[Saved data entries]
=====

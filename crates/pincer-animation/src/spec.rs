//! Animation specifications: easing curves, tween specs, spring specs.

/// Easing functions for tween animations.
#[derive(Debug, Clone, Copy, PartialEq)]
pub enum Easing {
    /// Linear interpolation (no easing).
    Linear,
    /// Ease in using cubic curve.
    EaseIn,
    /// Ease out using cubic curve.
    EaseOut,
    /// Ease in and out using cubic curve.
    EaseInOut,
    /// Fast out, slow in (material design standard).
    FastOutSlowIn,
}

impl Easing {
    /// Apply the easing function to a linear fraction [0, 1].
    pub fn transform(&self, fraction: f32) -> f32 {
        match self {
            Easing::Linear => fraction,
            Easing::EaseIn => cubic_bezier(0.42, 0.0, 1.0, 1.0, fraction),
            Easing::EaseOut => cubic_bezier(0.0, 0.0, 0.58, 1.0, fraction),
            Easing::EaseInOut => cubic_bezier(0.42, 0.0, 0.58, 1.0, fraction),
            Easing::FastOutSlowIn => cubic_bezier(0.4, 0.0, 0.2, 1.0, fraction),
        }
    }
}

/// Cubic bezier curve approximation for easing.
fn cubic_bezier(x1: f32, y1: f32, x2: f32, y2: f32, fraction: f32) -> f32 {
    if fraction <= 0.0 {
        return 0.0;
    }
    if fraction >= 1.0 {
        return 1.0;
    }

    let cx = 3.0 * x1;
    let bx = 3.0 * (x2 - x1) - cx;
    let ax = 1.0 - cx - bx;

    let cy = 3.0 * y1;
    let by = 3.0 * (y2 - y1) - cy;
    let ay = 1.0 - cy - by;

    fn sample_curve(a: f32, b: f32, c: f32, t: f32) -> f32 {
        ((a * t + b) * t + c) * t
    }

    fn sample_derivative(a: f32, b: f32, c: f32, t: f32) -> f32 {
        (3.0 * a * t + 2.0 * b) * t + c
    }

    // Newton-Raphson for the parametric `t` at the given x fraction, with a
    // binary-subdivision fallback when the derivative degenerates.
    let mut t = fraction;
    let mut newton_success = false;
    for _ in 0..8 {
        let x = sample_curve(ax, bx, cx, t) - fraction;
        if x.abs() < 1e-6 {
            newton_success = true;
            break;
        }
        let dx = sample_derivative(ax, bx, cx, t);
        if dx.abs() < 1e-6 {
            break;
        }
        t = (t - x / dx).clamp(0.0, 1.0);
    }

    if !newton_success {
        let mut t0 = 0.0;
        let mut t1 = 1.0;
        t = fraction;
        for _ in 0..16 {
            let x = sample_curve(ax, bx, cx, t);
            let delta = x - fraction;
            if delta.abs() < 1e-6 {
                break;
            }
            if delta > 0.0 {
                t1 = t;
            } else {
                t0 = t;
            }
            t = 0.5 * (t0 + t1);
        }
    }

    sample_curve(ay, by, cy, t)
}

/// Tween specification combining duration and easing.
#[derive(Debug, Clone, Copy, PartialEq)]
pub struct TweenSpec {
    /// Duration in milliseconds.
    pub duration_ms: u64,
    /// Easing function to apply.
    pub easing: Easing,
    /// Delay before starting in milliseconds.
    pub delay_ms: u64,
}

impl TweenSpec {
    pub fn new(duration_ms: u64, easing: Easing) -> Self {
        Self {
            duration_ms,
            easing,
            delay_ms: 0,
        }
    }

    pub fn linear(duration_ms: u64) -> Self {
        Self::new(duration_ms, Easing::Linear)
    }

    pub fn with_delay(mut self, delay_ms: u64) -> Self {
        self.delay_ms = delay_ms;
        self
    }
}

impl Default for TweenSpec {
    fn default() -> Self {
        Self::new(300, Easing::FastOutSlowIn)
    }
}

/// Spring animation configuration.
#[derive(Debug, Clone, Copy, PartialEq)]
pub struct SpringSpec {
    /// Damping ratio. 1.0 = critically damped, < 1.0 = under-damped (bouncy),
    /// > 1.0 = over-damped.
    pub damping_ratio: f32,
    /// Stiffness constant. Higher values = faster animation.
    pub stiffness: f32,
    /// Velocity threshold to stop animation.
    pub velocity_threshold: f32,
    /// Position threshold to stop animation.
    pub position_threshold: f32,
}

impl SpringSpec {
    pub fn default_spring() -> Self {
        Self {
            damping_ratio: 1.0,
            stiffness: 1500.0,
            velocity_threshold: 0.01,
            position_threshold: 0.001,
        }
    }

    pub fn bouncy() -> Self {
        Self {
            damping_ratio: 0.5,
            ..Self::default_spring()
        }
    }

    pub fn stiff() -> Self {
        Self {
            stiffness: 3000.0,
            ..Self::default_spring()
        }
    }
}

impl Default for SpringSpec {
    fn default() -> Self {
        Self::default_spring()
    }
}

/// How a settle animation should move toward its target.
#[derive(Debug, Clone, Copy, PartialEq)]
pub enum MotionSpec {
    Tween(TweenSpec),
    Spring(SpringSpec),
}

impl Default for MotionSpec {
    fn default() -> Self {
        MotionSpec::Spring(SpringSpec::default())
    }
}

=====

Your answer should be the lines above from the one containing "pub fn with_delay(mut" through the one containing "pub struct SpringSpec", copied exactly and with both ends kept.

RESPONSE BOX:
    pub fn with_delay(mut self, delay_ms: u64) -> Self {
        self.delay_ms = delay_ms;
        self
    }
}

impl Default for TweenSpec {
    fn default() -> Self {
        Self::new(300, Easing::FastOutSlowIn)
    }
}

/// Spring animation configuration.
#[derive(Debug, Clone, Copy, PartialEq)]
pub struct SpringSpec {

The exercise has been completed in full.